Ladies and Gentlemen,

The year 2019 was undoubtedly a test for most oil and gas industry players considering the extremely challenging macroeconomic conditions that prevailed in commodity markets. The supply glut in global gas markets drove steep declines in gas prices, affecting profitability of extraction operations. In the case of oil, the average annual price declines were not as deep but from the PGNiG Group’s perspective this was not helpful either, as it meant high cost of gas imported from Russia at prices calculated based on the formula set in the contract with Gazprom, which had yet to be revised at the time.

In the context of the extremely demanding macro factors seen in 2019, I can confidently say the PGNiG Group rose to the challenge, delivering very solid EBITDAear­nings be­fo­re in­te­rest, ta­xes, de­pre­cia­tion and amor­ti­za­tion of PLN 5.5bn despite the headwinds.

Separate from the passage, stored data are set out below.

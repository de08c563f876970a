//! The two-pass OpenAPI loader (`spec.md` §4.7).
//!
//! Pass one materializes every named schema under `components/schemas`; pass two
//! walks `paths{}` and builds one [`Operation`] per path+method, merging path-level
//! parameters with operation-level ones and resolving `$ref`s against the index
//! pass one built. Schemas reached only through pass two (inline parameter/body/
//! response schemas) are materialized on first encounter and pushed onto the same
//! `schemas` vector, anonymous until the naming pass runs.

use std::collections::HashMap;

use serde_json::Value;

use crate::http::Method;
use crate::spec::ast::{
    AdditionalProperties, Document, MediaType, Operation, Parameter, ParameterLocation,
    RequestBody, ResponseDef, Schema, SchemaRef, SchemaType,
};
use crate::spec::error::SpecError;

/// Depth cap on recursive schema materialization (`spec.md` §4.7).
const MAX_SCHEMA_DEPTH: usize = 64;
/// Total schema cap across one document (`spec.md` §4.7).
const MAX_SCHEMA_COUNT: usize = 10_000;

const HTTP_VERBS: [(&str, Method); 6] = [
    ("get", Method::Get),
    ("post", Method::Post),
    ("put", Method::Put),
    ("delete", Method::Delete),
    ("patch", Method::Patch),
    ("head", Method::Head),
];

/// Parse `text` as an OpenAPI 3.x JSON document and build a [`Document`].
///
/// `strict` controls whether an unresolvable `$ref` is fatal (`spec.md` §4.7
/// "Unknown references are left as placeholder schemas ... non-fatal unless
/// strict mode").
pub fn load_document(text: &str, strict: bool) -> Result<Document, SpecError> {
    let root: Value = serde_json::from_str(text)?;
    build_document(&root, strict)
}

pub fn build_document(root: &Value, strict: bool) -> Result<Document, SpecError> {
    validate_top_level(root)?;

    let mut loader = Loader {
        document: Document::default(),
        raw_components: HashMap::new(),
        strict,
    };

    if let Some(Value::Object(components)) = root.get("components") {
        if let Some(Value::Object(schemas)) = components.get("schemas") {
            for (name, value) in schemas {
                loader.raw_components.insert(name.clone(), value.clone());
            }
        }
    }

    let component_order: Vec<String> = loader.raw_components.keys().cloned().collect();
    for name in component_order {
        loader.ensure_component(&name, 0)?;
    }

    if let Some(Value::Object(paths)) = root.get("paths") {
        for (path, path_item) in paths {
            loader.load_path_item(path, path_item)?;
        }
    }

    Ok(loader.document)
}

fn validate_top_level(root: &Value) -> Result<(), SpecError> {
    let version = root
        .get("openapi")
        .and_then(Value::as_str)
        .ok_or_else(|| SpecError::invalid("missing `openapi` version field"))?;
    if !version.starts_with("3.") {
        return Err(SpecError::invalid(format!("unsupported openapi version `{version}`")));
    }
    if root.get("info").is_none() {
        return Err(SpecError::invalid("missing `info` object"));
    }
    if !matches!(root.get("paths"), Some(Value::Object(_))) {
        return Err(SpecError::invalid("missing `paths` object"));
    }
    Ok(())
}

struct Loader {
    document: Document,
    raw_components: HashMap<String, Value>,
    strict: bool,
}

impl Loader {
    /// Resolve (materializing on first use) the component schema named `name`,
    /// returning its index. Reserving the slot before recursing into its fields is
    /// what makes a `$ref` cycle resolve instead of overflow: the second reference
    /// to `name` in the recursion finds the reserved index already present.
    fn ensure_component(&mut self, name: &str, depth: usize) -> Result<SchemaRef, SpecError> {
        if let Some(&idx) = self.document.component_names.get(name) {
            return Ok(idx);
        }
        if depth > MAX_SCHEMA_DEPTH {
            return Err(SpecError::LimitsExceeded { limit: "schema_depth" });
        }
        let Some(raw) = self.raw_components.get(name).cloned() else {
            return self.unresolved(format!("#/components/schemas/{name}"));
        };

        let idx = self.reserve_slot()?;
        self.document.component_names.insert(name.to_string(), idx);

        let mut schema = self.build_schema(&raw, depth + 1)?;
        schema.name = Some(name.to_string());
        self.document.schemas[idx] = schema;
        Ok(idx)
    }

    fn reserve_slot(&mut self) -> Result<SchemaRef, SpecError> {
        if self.document.schemas.len() >= MAX_SCHEMA_COUNT {
            return Err(SpecError::LimitsExceeded { limit: "schema_count" });
        }
        let idx = self.document.schemas.len();
        self.document.schemas.push(Schema::placeholder());
        Ok(idx)
    }

    fn unresolved(&mut self, pointer: String) -> Result<SchemaRef, SpecError> {
        if self.strict {
            return Err(SpecError::invalid(format!("unresolved reference `{pointer}`")));
        }
        let idx = self.reserve_slot()?;
        self.document.schemas[idx].unresolved_ref = Some(pointer);
        Ok(idx)
    }

    /// Resolve any schema value: a `$ref` pointer, or an inline schema object to
    /// materialize fresh.
    fn resolve_schema_value(&mut self, value: &Value, depth: usize) -> Result<SchemaRef, SpecError> {
        if depth > MAX_SCHEMA_DEPTH {
            return Err(SpecError::LimitsExceeded { limit: "schema_depth" });
        }
        if let Some(pointer) = value.get("$ref").and_then(Value::as_str) {
            return self.resolve_ref(pointer, depth);
        }
        let idx = self.reserve_slot()?;
        let schema = self.build_schema(value, depth + 1)?;
        self.document.schemas[idx] = schema;
        Ok(idx)
    }

    fn resolve_ref(&mut self, pointer: &str, depth: usize) -> Result<SchemaRef, SpecError> {
        const PREFIX: &str = "#/components/schemas/";
        if let Some(name) = pointer.strip_prefix(PREFIX) {
            return self.ensure_component(name, depth);
        }
        self.unresolved(pointer.to_string())
    }

    /// Materialize the non-`$ref` fields of a schema object: `spec.md` §4.7's
    /// accepted keyword list, plus the `allOf` merge rule.
    fn build_schema(&mut self, raw: &Value, depth: usize) -> Result<Schema, SpecError> {
        let mut schema = Schema::placeholder();

        if let Some(type_str) = raw.get("type").and_then(Value::as_str) {
            schema.schema_type = SchemaType::parse(type_str);
        }
        schema.format = raw.get("format").and_then(Value::as_str).map(str::to_string);
        schema.description = raw.get("description").and_then(Value::as_str).map(str::to_string);
        schema.default = raw.get("default").cloned();
        schema.pattern = raw.get("pattern").and_then(Value::as_str).map(str::to_string);
        schema.nullable = raw.get("nullable").and_then(Value::as_bool).unwrap_or(false);
        schema.deprecated = raw.get("deprecated").and_then(Value::as_bool).unwrap_or(false);
        schema.discriminator = raw
            .get("discriminator")
            .and_then(|d| d.get("propertyName"))
            .and_then(Value::as_str)
            .map(str::to_string);

        if let Some(Value::Array(values)) = raw.get("enum") {
            schema.enum_values = values.clone();
        }

        schema.min_length = raw.get("minLength").and_then(Value::as_u64);
        schema.max_length = raw.get("maxLength").and_then(Value::as_u64);
        schema.minimum = raw.get("minimum").and_then(Value::as_f64);
        schema.maximum = raw.get("maximum").and_then(Value::as_f64);
        schema.exclusive_minimum = raw.get("exclusiveMinimum").and_then(Value::as_bool).unwrap_or(false);
        schema.exclusive_maximum = raw.get("exclusiveMaximum").and_then(Value::as_bool).unwrap_or(false);
        schema.multiple_of = raw.get("multipleOf").and_then(Value::as_f64);
        schema.min_items = raw.get("minItems").and_then(Value::as_u64);
        schema.max_items = raw.get("maxItems").and_then(Value::as_u64);
        schema.unique_items = raw.get("uniqueItems").and_then(Value::as_bool).unwrap_or(false);

        if let Some(items) = raw.get("items") {
            schema.items = Some(self.resolve_schema_value(items, depth)?);
        }

        if let Some(Value::Object(properties)) = raw.get("properties") {
            for (name, prop_value) in properties {
                let prop_ref = self.resolve_schema_value(prop_value, depth)?;
                schema.properties.push((name.clone(), prop_ref));
            }
        }
        if let Some(Value::Array(required)) = raw.get("required") {
            schema.required = required.iter().filter_map(Value::as_str).map(str::to_string).collect();
        }

        if let Some(Value::Array(variants)) = raw.get("oneOf") {
            for variant in variants {
                schema.one_of.push(self.resolve_schema_value(variant, depth)?);
            }
        }
        if let Some(Value::Array(variants)) = raw.get("anyOf") {
            for variant in variants {
                schema.any_of.push(self.resolve_schema_value(variant, depth)?);
            }
        }

        if let Some(Value::Array(members)) = raw.get("allOf") {
            for member in members {
                let member_ref = self.resolve_schema_value(member, depth)?;
                let member_schema = self.document.schemas[member_ref].clone();
                for (name, prop_ref) in member_schema.properties {
                    if !schema.properties.iter().any(|(existing, _)| existing == &name) {
                        schema.properties.push((name, prop_ref));
                    }
                }
                for name in member_schema.required {
                    if !schema.required.contains(&name) {
                        schema.required.push(name);
                    }
                }
                if schema.schema_type == SchemaType::Unknown {
                    schema.schema_type = member_schema.schema_type;
                }
            }
        }

        match raw.get("additionalProperties") {
            Some(Value::Bool(allowed)) => {
                schema.additional_properties = Some(AdditionalProperties::Allowed(*allowed));
            }
            Some(additional @ Value::Object(_)) => {
                let idx = self.resolve_schema_value(additional, depth)?;
                schema.additional_properties = Some(AdditionalProperties::Schema(idx));
            }
            _ => {}
        }

        Ok(schema)
    }

    fn load_path_item(&mut self, path: &str, path_item: &Value) -> Result<(), SpecError> {
        let Value::Object(path_item) = path_item else {
            return Ok(());
        };

        let path_level_params = match path_item.get("parameters") {
            Some(Value::Array(params)) => self.build_parameters(params)?,
            _ => Vec::new(),
        };

        for (verb, method) in HTTP_VERBS {
            let Some(operation_value) = path_item.get(verb) else {
                continue;
            };
            let operation = self.build_operation(path, method, operation_value, &path_level_params)?;
            self.document.operations.push(operation);
        }

        Ok(())
    }

    fn build_operation(
        &mut self,
        path: &str,
        method: Method,
        raw: &Value,
        path_level_params: &[Parameter],
    ) -> Result<Operation, SpecError> {
        let operation_id = raw.get("operationId").and_then(Value::as_str).map(str::to_string);

        let mut parameters = path_level_params.to_vec();
        if let Some(Value::Array(own_params)) = raw.get("parameters") {
            parameters.extend(self.build_parameters(own_params)?);
        }

        let request_body = match raw.get("requestBody") {
            Some(body) => Some(self.build_request_body(body)?),
            None => None,
        };

        let mut responses = Vec::new();
        if let Some(Value::Object(raw_responses)) = raw.get("responses") {
            for (status_str, response_value) in raw_responses {
                let status: u16 = status_str.parse().map_err(|_| {
                    SpecError::invalid(format!("invalid response status `{status_str}`"))
                })?;
                let description = response_value
                    .get("description")
                    .and_then(Value::as_str)
                    .unwrap_or_default()
                    .to_string();
                let content = self.build_content(response_value.get("content"))?;
                responses.push(ResponseDef { status, description, content });
            }
        }
        responses.sort_by_key(|r| r.status);

        Ok(Operation {
            method,
            path: path.to_string(),
            operation_id,
            parameters,
            request_body,
            responses,
        })
    }

    fn build_parameters(&mut self, raw: &[Value]) -> Result<Vec<Parameter>, SpecError> {
        let mut out = Vec::with_capacity(raw.len());
        for entry in raw {
            let name = entry
                .get("name")
                .and_then(Value::as_str)
                .ok_or_else(|| SpecError::invalid("parameter missing `name`"))?
                .to_string();
            let location = match entry.get("in").and_then(Value::as_str) {
                Some("path") => ParameterLocation::Path,
                Some("query") => ParameterLocation::Query,
                Some("header") => ParameterLocation::Header,
                Some("cookie") => ParameterLocation::Cookie,
                other => {
                    return Err(SpecError::invalid(format!(
                        "parameter `{name}` has invalid or missing `in`: {other:?}"
                    )))
                }
            };
            let required = entry.get("required").and_then(Value::as_bool).unwrap_or(false)
                || location == ParameterLocation::Path;
            let schema = match entry.get("schema") {
                Some(schema_value) => self.resolve_schema_value(schema_value, 0)?,
                None => self.reserve_slot()?,
            };
            out.push(Parameter { name, location, required, schema });
        }
        Ok(out)
    }

    fn build_request_body(&mut self, raw: &Value) -> Result<RequestBody, SpecError> {
        let required = raw.get("required").and_then(Value::as_bool).unwrap_or(false);
        let content = self.build_content(raw.get("content"))?;
        Ok(RequestBody { required, content })
    }

    fn build_content(&mut self, raw: Option<&Value>) -> Result<Vec<MediaType>, SpecError> {
        let Some(Value::Object(content)) = raw else {
            return Ok(Vec::new());
        };
        let mut out = Vec::with_capacity(content.len());
        for (content_type, media) in content {
            let schema = match media.get("schema") {
                Some(schema_value) => self.resolve_schema_value(schema_value, 0)?,
                None => self.reserve_slot()?,
            };
            out.push(MediaType { content_type: content_type.clone(), schema });
        }
        Ok(out)
    }
}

The adverse market factors did not prevent further effective implementation of the strategy adopted for 2017–2022: new fields were acquired on the Norwegian Continental Shelf to enable Norwegian gas to be carried to Poland via the Baltic Pipe in the future; an annex was signed with Venture Global Plaquemines LNG, increasing diversification of the gas imports portfolio; the scope of capital projects was significantly expanded in the distribution segment; and much progress was made on the PGNiG Group’s flagship power projects involving the construction of CCGT units at the Żerań CHP plant and the CHP plant ECSW in Stalowa Wola.

High utilisation of the funds earmarked for capital projects demonstrates the agility and commitment of the PGNiG Group’s management personnel and staff – the Group spent PLN 6.6bn on CAPEX, with the figure exceeding the 2018 level. As the body responsible for supervising the performance of strategic tasks, the Supervisory Board strongly believes the measures taken last year will strengthen the PGNiG Group’s position in Poland and in international markets.

Members of the PGNiG Supervisory Board consistently pay attention to the information policy applied by the PGNiG Group companies. I am confident it is the trust placed in us by our stakeholders that helps us grow our business across segments, therefore we strive to improve our communication with existing shareholders, potential investors and other stakeholders: local communities, independent organisations and, of course, our customers.

As a securities issuer, we seek to constantly enhance our internal corporate governance policies. In 2019, we complied with a vast majority of the rules laid down in the Code of Best Practice for WSE Listed Companies 2016 currently in force. This demonstrates the PGNiG Group’s above-average level of transparency and shows its openness towards stakeholders – we foster dialogue regardless of whether we are required to do so by laws and regulations.

Changes were made on the PGNiG Management Board in early 2020 due to expiry of its members’ terms. The new members are facing a time of great challenges and hard but rewarding work. As the Supervisory Board, we strongly believe it will be equally beneficial to the PGNiG Group. On behalf of the other Members, I declare our full support in the implementation of the strategy update, which has been announced for 2020.